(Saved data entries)
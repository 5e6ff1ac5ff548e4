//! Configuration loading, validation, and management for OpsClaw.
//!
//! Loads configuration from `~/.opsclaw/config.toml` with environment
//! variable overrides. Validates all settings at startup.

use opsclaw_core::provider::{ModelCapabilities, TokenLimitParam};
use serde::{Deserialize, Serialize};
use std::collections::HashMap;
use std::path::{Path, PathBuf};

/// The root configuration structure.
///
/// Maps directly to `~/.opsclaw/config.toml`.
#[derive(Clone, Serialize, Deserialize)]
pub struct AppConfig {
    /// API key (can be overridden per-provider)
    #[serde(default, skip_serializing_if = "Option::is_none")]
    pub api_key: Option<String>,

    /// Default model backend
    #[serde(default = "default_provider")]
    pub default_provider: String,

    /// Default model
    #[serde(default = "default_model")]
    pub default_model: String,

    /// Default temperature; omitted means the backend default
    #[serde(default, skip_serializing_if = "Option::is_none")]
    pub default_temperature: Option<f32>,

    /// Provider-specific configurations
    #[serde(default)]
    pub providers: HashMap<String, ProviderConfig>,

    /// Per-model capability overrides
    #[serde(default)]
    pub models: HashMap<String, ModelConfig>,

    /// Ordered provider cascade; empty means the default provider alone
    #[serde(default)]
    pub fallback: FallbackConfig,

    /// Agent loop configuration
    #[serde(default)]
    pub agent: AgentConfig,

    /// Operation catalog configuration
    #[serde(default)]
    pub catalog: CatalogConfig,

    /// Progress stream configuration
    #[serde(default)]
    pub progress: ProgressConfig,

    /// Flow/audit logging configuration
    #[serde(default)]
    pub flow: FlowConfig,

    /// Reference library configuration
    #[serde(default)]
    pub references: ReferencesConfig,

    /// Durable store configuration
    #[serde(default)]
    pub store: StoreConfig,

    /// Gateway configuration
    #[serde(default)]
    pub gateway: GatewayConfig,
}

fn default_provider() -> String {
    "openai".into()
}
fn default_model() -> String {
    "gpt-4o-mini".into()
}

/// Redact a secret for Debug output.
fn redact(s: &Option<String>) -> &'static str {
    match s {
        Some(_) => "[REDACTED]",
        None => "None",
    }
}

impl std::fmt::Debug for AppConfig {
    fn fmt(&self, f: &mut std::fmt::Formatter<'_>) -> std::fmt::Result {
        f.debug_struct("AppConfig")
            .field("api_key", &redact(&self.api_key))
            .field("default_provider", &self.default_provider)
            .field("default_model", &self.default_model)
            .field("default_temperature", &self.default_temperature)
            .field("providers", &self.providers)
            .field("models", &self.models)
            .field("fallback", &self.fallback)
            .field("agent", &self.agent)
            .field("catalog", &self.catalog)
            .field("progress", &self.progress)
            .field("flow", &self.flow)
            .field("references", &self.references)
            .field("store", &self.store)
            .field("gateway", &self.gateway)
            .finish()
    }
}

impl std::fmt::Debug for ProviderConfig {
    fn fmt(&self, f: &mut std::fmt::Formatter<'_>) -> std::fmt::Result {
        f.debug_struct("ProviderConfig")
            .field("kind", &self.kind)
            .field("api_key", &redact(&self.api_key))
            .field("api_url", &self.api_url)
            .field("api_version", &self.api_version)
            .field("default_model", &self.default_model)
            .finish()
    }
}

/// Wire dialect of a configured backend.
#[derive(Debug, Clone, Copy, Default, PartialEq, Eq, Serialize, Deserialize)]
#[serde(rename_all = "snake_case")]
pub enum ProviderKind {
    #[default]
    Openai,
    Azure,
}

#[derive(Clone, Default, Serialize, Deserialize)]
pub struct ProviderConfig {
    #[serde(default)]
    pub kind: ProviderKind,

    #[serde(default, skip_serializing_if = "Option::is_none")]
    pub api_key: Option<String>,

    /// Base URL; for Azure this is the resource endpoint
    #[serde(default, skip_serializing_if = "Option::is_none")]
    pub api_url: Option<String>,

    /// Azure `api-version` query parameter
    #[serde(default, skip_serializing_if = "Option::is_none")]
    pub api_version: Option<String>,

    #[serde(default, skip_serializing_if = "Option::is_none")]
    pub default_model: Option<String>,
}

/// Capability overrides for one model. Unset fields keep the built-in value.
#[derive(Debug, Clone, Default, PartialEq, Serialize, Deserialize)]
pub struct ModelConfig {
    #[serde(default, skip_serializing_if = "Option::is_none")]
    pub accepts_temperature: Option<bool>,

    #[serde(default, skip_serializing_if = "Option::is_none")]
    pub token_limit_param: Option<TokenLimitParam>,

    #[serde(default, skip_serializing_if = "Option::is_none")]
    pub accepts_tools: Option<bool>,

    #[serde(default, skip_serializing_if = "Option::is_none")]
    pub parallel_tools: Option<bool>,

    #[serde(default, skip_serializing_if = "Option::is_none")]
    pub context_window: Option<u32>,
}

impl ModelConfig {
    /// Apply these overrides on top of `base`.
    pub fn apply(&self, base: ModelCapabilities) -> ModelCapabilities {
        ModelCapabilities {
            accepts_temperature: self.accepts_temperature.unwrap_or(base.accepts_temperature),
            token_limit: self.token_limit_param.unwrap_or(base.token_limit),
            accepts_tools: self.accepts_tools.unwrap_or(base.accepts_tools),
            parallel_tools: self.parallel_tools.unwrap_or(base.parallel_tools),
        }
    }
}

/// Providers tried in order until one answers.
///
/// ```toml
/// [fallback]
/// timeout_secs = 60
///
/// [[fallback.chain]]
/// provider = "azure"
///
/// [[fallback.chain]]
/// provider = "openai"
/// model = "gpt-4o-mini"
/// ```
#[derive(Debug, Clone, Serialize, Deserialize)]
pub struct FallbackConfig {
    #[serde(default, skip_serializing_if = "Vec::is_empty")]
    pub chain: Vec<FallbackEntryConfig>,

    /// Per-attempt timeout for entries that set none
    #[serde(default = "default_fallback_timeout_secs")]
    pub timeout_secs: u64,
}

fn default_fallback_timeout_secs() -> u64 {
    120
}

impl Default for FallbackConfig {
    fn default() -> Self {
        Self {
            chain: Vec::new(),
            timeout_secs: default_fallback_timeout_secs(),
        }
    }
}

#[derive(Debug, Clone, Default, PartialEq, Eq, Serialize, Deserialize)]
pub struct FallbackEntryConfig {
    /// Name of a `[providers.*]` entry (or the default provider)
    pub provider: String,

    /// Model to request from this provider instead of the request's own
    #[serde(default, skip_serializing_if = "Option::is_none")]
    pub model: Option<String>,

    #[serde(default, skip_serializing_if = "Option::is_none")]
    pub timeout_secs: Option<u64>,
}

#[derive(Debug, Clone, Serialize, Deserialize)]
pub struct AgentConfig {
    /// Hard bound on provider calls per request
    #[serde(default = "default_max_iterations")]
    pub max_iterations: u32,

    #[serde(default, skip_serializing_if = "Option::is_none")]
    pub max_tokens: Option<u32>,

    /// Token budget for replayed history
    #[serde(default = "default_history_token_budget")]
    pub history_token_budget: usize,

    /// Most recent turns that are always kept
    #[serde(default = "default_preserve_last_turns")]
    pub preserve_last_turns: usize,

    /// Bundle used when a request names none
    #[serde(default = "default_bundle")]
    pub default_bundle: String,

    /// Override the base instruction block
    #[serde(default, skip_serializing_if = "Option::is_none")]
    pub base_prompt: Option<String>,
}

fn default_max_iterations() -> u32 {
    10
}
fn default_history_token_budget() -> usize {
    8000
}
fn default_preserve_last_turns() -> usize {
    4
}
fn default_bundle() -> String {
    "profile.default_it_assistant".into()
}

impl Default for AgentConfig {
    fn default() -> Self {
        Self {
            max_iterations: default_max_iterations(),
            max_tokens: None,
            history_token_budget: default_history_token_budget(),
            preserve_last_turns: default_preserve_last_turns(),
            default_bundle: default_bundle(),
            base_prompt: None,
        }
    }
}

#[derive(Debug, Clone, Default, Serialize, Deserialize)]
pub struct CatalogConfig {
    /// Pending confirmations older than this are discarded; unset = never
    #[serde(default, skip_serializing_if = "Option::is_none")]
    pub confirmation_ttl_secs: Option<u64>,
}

◆ **Task objective**
State the number of lines in the data that contain the word "TokenLimitParam", offering no other text.

◆ **Answer to this task**
2